REQUIRED WORK: Go through the lines below and copy any that hold the string "contains".

(SUPPLIED RECORDS begins)

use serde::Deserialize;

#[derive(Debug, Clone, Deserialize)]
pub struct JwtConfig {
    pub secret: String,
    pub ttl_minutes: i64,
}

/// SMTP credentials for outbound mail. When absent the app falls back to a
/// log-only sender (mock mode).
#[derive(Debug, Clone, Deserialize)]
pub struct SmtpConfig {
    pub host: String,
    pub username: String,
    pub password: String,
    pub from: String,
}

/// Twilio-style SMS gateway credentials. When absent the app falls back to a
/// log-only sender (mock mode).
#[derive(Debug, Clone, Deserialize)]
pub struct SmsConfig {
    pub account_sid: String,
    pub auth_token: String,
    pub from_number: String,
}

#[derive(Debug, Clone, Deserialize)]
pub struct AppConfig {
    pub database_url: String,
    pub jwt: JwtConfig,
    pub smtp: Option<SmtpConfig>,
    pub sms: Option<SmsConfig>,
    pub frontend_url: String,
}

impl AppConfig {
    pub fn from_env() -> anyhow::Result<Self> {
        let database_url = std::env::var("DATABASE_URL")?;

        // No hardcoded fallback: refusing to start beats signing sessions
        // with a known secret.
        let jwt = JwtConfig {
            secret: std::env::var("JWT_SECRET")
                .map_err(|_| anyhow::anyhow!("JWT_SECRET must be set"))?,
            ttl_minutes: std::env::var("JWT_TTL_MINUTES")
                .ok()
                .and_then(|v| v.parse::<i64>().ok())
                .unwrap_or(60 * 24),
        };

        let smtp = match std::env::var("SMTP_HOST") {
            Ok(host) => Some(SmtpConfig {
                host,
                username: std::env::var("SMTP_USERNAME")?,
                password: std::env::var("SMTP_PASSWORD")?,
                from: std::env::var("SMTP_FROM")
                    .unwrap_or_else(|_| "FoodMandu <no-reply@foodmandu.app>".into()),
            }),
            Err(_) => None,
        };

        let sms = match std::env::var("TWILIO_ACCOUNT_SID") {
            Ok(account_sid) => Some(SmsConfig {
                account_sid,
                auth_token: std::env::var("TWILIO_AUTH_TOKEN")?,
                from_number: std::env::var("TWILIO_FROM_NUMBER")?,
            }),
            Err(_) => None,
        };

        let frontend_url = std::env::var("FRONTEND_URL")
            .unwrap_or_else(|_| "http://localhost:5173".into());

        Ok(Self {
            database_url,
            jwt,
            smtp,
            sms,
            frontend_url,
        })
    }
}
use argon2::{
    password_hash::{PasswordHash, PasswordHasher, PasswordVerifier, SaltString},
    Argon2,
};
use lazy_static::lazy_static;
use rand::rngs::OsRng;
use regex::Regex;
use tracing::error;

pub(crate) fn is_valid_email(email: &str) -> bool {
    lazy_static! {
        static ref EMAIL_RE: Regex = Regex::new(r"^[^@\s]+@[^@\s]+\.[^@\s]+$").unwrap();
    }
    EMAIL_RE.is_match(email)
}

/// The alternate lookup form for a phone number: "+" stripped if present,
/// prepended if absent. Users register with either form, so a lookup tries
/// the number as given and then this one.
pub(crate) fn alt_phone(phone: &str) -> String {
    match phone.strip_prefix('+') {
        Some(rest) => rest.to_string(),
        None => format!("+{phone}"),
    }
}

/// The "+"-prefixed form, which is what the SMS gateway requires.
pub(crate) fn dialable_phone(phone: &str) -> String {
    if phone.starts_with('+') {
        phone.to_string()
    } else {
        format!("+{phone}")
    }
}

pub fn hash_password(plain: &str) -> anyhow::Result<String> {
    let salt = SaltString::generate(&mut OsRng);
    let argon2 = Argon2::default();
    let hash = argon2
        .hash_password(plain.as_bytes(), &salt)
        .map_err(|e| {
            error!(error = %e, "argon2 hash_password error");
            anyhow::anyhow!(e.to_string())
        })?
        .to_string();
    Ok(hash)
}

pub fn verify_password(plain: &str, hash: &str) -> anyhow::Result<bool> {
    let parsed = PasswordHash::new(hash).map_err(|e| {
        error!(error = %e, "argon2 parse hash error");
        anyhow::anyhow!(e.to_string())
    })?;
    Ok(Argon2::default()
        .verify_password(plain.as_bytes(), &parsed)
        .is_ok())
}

(SUPPLIED RECORDS ends)
(SUPPLIED RECORDS begins)

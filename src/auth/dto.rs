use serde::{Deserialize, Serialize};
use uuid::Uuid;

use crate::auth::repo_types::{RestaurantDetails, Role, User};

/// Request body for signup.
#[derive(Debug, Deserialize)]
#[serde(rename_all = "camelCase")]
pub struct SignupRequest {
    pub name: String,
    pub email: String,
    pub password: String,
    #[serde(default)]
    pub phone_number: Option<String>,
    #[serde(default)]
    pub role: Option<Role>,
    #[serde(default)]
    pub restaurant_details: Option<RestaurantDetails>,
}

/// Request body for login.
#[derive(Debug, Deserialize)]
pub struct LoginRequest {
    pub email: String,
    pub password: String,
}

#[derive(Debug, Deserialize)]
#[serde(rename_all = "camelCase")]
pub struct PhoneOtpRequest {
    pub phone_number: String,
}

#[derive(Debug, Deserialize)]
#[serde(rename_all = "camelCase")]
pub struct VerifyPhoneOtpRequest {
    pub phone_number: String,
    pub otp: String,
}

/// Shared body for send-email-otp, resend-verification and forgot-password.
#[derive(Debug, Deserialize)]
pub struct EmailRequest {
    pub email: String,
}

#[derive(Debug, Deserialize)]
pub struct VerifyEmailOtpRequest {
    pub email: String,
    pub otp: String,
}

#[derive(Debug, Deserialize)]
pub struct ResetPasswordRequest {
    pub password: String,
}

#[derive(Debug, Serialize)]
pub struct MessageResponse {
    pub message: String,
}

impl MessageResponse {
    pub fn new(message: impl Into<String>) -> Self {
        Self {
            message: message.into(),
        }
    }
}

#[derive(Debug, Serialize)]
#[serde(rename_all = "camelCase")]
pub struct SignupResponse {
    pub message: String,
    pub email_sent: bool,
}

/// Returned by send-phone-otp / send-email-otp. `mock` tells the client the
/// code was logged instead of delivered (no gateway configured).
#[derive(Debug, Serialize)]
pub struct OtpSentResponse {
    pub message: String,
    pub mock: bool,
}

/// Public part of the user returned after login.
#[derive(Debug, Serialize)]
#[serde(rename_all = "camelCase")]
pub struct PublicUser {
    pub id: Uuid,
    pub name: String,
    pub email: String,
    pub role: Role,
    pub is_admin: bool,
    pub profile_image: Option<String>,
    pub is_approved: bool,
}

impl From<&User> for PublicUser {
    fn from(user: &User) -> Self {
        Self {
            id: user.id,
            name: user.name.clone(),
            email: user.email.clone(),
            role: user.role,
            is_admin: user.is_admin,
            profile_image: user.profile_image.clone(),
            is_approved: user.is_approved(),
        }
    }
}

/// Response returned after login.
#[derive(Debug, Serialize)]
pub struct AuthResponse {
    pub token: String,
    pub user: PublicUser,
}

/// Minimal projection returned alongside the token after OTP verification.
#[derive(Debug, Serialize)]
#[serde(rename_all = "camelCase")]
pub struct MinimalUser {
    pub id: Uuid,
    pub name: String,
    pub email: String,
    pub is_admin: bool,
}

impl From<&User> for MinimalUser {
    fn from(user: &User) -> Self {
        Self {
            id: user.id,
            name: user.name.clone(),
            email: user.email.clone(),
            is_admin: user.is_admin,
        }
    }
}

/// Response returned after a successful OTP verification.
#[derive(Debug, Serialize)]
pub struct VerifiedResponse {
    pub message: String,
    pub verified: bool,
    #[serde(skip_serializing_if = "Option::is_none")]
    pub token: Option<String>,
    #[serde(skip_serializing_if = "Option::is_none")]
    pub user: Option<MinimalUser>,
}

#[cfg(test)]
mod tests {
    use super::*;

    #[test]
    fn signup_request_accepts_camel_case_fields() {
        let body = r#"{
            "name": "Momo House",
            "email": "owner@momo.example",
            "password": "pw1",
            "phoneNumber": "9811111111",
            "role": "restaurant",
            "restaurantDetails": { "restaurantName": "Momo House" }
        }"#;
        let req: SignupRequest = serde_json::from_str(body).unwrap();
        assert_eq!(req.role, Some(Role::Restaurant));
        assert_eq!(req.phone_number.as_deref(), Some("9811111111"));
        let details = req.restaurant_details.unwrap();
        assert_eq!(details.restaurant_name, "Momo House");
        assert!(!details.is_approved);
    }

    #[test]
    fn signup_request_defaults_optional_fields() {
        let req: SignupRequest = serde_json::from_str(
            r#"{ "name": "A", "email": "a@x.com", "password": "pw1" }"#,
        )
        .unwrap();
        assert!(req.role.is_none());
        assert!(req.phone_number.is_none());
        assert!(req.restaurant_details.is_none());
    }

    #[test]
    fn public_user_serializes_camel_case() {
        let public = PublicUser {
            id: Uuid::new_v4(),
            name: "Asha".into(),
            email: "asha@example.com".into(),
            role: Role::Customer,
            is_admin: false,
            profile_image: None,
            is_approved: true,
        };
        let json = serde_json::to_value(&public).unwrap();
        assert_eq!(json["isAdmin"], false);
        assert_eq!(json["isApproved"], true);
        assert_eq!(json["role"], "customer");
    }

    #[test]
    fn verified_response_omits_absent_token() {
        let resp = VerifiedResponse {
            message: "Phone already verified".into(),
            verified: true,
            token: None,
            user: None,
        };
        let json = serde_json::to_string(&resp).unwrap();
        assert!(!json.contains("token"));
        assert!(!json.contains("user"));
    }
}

(SUPPLIED RECORDS ends)

EXERCISE RESPONSE:
        assert!(!json.contains("token"));
        assert!(!json.contains("user"));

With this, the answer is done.